# [Your objective]
Although the data below holds other lines too, output only those from the line with "filename visualizer/src/loader.rs" up to and including the line with "async fn fetch_remote(url: &str)", exactly as they appear.

Collected data:
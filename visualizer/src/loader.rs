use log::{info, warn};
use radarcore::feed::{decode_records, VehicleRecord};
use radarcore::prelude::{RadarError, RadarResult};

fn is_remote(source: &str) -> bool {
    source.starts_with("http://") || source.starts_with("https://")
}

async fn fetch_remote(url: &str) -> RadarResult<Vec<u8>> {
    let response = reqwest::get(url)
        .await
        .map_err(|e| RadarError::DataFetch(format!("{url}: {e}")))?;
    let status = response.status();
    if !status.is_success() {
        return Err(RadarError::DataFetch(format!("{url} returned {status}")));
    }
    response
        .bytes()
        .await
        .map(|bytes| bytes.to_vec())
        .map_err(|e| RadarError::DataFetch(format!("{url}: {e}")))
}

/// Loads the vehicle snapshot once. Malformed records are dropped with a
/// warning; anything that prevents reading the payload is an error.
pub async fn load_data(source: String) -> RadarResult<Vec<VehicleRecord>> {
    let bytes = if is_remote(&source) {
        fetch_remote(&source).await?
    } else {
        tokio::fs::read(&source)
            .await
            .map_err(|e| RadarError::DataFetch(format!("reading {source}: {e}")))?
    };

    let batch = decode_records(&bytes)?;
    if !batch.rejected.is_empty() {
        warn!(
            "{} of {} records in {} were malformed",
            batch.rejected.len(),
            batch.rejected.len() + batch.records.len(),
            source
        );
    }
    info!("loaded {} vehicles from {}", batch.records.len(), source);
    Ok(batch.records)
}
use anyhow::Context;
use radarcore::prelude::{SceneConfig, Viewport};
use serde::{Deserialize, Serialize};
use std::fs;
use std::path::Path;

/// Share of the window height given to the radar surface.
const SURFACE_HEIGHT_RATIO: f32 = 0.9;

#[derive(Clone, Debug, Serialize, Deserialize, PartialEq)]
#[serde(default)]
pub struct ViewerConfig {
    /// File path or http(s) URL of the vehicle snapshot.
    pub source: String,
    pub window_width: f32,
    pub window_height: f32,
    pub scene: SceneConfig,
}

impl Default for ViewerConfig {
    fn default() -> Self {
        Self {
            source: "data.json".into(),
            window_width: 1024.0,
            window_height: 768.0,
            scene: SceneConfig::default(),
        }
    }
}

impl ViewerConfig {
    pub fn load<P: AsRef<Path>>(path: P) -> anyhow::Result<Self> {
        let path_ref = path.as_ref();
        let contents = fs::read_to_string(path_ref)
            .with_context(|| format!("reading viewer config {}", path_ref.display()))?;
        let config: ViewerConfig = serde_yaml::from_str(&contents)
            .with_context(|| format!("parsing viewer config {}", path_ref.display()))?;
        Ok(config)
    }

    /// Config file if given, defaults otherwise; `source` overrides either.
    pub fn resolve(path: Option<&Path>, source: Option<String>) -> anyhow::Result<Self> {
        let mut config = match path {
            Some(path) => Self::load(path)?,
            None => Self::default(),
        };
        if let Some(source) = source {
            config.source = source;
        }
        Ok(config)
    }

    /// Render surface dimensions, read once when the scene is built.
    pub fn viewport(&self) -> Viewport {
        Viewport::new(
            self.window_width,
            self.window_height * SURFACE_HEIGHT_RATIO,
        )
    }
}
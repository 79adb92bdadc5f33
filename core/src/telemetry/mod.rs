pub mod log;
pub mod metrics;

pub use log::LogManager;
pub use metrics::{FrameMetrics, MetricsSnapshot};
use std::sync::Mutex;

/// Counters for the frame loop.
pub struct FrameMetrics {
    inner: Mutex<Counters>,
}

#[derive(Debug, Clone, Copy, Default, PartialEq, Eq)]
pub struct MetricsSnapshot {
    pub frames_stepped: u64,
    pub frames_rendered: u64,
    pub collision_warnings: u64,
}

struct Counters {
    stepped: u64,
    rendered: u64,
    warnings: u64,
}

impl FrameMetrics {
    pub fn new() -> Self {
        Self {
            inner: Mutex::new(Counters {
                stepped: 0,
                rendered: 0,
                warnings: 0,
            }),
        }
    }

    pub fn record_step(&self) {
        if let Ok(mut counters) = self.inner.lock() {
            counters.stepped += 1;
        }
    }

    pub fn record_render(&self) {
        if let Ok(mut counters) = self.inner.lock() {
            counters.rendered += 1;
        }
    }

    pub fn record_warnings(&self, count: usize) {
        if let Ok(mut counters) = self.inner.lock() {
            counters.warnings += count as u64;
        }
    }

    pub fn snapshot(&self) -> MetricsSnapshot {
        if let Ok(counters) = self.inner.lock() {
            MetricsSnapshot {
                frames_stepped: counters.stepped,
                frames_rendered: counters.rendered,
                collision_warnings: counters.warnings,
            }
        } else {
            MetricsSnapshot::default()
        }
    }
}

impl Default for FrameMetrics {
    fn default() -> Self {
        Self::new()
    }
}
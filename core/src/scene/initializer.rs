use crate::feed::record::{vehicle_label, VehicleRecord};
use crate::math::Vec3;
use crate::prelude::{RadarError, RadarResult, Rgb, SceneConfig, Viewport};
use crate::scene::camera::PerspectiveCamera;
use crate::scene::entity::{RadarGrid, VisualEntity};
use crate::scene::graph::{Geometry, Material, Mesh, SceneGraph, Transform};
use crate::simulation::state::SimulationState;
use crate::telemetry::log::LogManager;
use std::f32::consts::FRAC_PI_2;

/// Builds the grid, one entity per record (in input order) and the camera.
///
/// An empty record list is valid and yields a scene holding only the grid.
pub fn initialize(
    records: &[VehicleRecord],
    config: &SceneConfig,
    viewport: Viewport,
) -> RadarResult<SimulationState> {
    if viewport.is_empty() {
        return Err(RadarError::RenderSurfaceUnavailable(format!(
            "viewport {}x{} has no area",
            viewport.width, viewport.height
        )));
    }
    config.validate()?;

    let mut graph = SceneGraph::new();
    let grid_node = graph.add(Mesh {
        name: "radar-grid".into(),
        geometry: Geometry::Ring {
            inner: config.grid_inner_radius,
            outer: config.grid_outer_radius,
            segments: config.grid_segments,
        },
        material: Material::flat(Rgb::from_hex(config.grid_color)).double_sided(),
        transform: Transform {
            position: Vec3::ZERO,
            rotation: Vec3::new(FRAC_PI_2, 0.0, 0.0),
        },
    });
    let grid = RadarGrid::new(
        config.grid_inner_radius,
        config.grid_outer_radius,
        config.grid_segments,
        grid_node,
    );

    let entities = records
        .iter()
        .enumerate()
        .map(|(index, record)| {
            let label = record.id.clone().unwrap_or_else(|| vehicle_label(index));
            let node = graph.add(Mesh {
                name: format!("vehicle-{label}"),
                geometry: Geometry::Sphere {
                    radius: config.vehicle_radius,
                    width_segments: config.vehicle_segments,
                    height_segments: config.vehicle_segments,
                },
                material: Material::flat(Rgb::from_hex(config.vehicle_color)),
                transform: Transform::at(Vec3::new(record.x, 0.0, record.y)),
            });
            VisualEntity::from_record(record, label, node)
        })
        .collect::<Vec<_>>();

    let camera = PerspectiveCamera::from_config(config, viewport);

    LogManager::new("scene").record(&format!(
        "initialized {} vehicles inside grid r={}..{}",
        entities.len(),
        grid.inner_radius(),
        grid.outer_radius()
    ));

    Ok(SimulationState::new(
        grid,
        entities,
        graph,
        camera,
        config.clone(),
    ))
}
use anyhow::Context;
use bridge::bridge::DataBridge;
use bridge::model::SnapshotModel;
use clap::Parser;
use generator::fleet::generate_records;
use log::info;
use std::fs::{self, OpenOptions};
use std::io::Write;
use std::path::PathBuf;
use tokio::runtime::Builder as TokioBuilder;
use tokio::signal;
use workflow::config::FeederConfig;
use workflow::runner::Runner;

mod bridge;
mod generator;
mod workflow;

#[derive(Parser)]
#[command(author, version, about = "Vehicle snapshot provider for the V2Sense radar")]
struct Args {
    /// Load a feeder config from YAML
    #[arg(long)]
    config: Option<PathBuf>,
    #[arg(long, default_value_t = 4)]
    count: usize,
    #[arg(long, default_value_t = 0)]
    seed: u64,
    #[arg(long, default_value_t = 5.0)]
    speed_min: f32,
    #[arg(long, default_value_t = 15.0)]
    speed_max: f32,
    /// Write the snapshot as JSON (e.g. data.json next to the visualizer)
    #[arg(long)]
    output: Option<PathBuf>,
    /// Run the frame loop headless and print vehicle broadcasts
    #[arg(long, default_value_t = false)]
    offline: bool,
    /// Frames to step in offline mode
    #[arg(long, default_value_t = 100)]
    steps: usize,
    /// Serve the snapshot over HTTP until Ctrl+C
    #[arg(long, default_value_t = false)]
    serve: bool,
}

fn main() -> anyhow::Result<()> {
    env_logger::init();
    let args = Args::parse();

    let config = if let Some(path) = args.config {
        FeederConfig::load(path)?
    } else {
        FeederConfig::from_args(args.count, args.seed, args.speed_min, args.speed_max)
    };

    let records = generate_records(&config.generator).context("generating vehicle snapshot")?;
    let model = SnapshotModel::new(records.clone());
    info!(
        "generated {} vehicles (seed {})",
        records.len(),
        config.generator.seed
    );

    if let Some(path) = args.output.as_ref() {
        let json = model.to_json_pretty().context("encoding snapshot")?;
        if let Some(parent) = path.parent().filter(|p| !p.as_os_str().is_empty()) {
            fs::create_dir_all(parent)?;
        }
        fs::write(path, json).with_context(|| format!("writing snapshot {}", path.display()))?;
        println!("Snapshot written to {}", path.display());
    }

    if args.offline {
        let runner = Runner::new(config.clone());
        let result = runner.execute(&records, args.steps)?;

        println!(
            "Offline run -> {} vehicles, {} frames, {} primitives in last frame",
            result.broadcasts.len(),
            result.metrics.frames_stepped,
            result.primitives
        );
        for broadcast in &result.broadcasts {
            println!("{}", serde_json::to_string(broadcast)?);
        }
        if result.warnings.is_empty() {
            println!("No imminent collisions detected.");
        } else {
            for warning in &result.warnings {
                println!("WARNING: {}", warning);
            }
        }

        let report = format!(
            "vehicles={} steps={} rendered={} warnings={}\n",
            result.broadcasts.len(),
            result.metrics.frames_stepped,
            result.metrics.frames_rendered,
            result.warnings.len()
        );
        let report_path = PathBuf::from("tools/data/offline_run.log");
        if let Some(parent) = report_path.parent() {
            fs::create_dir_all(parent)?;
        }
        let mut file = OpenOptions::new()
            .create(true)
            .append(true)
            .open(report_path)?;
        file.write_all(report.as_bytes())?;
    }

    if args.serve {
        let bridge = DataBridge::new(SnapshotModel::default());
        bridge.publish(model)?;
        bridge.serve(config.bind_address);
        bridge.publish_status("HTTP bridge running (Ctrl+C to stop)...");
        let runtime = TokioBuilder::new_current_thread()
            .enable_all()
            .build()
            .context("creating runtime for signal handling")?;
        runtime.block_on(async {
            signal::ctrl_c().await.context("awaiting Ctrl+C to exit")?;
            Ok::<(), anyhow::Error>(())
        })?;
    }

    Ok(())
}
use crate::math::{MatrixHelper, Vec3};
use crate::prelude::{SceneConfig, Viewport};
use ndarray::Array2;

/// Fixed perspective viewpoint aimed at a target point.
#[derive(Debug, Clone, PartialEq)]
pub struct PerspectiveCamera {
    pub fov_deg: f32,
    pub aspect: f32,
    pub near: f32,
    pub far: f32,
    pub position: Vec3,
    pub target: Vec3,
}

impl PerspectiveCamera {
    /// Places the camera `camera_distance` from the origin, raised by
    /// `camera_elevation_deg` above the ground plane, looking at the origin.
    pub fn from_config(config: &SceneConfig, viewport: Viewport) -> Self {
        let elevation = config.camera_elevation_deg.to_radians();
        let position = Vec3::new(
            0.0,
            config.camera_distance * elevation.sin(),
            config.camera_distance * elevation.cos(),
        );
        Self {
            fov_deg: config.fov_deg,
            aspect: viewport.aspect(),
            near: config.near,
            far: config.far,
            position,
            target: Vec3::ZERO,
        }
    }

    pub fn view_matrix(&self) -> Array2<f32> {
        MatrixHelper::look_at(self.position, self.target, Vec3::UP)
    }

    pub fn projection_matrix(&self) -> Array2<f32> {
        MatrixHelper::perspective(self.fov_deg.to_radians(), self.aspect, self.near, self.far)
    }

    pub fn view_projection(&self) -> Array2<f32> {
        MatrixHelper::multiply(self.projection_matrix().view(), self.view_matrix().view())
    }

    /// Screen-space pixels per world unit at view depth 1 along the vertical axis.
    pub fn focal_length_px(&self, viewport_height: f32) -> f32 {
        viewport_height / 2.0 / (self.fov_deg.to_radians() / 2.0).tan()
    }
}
--
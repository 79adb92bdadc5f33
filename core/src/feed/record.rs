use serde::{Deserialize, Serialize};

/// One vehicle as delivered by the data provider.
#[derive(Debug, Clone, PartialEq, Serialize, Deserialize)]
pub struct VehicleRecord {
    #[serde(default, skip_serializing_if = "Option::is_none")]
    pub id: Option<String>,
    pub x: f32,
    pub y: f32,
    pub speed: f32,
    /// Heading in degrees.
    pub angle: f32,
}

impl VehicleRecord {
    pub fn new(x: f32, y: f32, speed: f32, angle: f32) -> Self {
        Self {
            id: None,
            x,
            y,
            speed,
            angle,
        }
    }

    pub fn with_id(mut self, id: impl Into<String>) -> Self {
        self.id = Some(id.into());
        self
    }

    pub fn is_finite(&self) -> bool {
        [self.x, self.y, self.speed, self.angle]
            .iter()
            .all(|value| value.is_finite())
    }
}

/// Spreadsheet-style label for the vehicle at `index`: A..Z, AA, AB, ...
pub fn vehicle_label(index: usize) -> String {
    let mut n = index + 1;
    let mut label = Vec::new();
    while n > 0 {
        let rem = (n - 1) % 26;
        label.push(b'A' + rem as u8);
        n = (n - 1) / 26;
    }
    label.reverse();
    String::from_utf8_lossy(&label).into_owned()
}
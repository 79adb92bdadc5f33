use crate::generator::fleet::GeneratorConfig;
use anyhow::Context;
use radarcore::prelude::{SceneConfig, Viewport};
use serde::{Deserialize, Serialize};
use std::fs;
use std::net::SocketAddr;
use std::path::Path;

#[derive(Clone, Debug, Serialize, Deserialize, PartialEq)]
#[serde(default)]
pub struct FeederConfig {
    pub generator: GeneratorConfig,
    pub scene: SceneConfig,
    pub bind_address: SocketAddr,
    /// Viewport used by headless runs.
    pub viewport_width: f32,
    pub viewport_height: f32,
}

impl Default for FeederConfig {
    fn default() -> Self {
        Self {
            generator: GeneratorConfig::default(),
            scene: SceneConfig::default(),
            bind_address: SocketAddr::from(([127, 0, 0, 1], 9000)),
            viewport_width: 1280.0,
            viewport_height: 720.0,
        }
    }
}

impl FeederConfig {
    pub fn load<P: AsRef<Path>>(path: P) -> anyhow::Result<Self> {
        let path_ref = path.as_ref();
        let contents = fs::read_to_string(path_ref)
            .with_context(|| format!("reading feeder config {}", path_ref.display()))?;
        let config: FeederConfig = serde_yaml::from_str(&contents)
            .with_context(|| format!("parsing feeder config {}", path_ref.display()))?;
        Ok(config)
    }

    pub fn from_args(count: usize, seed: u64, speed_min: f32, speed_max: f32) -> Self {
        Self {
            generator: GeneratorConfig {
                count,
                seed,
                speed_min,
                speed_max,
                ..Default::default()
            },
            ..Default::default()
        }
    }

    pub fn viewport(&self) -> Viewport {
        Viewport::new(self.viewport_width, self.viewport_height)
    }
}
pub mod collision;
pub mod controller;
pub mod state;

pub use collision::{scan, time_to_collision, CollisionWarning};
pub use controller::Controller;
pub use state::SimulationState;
--
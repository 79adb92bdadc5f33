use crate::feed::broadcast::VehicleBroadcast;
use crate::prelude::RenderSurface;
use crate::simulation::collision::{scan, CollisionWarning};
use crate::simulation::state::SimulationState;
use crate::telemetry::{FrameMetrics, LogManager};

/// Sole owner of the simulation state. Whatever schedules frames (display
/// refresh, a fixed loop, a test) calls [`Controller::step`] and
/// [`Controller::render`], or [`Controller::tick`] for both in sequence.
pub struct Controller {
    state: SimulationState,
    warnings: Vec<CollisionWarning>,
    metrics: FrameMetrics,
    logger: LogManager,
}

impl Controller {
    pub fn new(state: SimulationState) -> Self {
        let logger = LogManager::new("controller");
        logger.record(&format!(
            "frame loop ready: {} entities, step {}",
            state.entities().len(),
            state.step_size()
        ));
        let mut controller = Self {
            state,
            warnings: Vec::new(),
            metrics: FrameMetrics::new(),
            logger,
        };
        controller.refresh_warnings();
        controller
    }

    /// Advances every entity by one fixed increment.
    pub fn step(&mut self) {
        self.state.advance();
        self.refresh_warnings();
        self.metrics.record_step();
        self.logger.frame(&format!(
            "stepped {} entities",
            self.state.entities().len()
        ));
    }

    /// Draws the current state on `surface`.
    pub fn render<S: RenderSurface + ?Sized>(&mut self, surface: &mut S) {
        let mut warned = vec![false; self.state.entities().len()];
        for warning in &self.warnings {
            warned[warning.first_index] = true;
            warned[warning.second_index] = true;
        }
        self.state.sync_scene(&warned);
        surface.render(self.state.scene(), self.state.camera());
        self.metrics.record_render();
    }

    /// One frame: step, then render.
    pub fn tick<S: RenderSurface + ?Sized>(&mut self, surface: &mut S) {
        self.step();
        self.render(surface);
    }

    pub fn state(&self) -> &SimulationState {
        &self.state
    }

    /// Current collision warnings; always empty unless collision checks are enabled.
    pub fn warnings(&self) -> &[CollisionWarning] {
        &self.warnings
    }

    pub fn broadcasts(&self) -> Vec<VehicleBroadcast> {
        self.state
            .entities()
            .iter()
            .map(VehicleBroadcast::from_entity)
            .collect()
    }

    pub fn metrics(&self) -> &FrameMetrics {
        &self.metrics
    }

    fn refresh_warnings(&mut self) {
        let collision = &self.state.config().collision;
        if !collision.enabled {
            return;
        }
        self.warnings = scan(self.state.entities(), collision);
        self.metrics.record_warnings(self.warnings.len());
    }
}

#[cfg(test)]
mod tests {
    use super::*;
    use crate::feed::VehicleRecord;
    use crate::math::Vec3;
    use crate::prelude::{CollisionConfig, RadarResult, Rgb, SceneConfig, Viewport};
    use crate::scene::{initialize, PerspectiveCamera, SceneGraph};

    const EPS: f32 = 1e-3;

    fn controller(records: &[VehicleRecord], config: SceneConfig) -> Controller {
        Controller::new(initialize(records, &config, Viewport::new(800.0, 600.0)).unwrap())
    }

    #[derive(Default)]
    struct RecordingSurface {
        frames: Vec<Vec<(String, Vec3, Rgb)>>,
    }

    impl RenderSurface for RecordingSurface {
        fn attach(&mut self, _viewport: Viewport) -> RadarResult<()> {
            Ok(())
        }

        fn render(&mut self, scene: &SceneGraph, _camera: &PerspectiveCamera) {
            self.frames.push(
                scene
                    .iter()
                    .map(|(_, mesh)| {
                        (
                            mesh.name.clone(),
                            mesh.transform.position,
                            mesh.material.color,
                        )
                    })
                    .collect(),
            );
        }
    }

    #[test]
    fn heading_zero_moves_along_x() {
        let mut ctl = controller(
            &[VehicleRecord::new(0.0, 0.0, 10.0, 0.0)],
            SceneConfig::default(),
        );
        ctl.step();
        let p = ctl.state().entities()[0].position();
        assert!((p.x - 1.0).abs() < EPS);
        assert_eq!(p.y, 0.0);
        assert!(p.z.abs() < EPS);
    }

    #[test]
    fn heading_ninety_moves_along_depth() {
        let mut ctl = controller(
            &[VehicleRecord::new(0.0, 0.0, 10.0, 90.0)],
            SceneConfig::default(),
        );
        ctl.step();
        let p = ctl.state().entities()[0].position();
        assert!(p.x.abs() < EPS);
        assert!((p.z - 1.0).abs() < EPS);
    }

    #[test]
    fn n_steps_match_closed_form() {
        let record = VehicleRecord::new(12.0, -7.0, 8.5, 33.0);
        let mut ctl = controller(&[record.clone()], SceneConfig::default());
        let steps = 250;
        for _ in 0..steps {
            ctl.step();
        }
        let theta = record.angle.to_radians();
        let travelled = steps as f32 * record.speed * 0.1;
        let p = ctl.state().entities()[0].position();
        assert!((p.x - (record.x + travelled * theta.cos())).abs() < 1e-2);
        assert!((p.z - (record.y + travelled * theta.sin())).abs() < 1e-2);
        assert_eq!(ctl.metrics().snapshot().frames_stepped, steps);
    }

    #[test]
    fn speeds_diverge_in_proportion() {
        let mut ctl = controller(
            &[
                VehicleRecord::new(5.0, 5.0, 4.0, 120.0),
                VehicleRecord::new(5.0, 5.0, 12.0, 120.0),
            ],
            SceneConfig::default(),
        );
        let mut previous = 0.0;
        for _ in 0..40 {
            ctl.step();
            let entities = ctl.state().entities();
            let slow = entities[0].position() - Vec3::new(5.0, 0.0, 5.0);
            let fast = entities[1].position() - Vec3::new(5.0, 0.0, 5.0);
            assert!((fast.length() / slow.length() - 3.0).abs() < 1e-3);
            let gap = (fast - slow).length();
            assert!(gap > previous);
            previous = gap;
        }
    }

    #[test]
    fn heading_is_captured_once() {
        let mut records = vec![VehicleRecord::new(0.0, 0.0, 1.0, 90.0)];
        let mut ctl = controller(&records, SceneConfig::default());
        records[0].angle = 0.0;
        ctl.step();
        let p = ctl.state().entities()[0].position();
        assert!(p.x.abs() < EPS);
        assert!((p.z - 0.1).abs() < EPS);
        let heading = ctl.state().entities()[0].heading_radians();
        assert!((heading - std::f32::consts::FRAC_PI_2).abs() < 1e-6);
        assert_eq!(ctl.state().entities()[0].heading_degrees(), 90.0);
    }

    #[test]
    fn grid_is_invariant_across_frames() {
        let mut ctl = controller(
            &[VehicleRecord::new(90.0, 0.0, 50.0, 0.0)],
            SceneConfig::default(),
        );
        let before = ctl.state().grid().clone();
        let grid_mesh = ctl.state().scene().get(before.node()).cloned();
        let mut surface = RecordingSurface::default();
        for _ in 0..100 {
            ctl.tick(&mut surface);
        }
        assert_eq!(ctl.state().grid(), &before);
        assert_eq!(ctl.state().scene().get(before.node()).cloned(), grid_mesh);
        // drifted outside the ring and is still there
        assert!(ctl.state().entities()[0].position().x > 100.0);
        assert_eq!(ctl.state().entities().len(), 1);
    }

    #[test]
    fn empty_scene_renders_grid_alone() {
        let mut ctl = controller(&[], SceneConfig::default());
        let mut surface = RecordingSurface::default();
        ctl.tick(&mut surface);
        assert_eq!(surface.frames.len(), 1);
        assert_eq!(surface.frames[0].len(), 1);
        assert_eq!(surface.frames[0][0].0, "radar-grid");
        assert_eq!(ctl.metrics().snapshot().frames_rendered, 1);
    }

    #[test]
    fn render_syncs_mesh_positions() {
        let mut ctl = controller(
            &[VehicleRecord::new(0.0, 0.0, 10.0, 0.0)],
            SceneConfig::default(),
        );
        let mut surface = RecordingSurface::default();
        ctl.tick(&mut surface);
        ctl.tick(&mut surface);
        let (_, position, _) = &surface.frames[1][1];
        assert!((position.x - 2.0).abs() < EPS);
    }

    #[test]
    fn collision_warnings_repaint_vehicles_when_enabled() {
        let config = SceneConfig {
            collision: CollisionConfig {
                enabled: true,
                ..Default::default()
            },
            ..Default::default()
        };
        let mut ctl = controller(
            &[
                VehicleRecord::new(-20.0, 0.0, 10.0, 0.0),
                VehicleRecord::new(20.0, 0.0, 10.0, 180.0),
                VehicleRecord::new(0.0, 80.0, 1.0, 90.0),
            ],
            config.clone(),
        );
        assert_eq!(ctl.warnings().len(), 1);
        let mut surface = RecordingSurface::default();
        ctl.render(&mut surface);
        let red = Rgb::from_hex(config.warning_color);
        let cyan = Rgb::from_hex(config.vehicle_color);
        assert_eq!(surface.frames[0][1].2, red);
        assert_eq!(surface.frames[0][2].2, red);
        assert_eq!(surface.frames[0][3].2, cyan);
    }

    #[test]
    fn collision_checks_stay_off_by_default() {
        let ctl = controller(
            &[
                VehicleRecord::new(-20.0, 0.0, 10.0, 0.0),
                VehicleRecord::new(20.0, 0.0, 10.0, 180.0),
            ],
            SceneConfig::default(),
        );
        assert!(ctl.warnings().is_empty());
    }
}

# [Answer box]
filename visualizer/src/loader.rs
use log::{info, warn};
use radarcore::feed::{decode_records, VehicleRecord};
use radarcore::prelude::{RadarError, RadarResult};

fn is_remote(source: &str) -> bool {
    source.starts_with("http://") || source.starts_with("https://")
}

async fn fetch_remote(url: &str) -> RadarResult<Vec<u8>> {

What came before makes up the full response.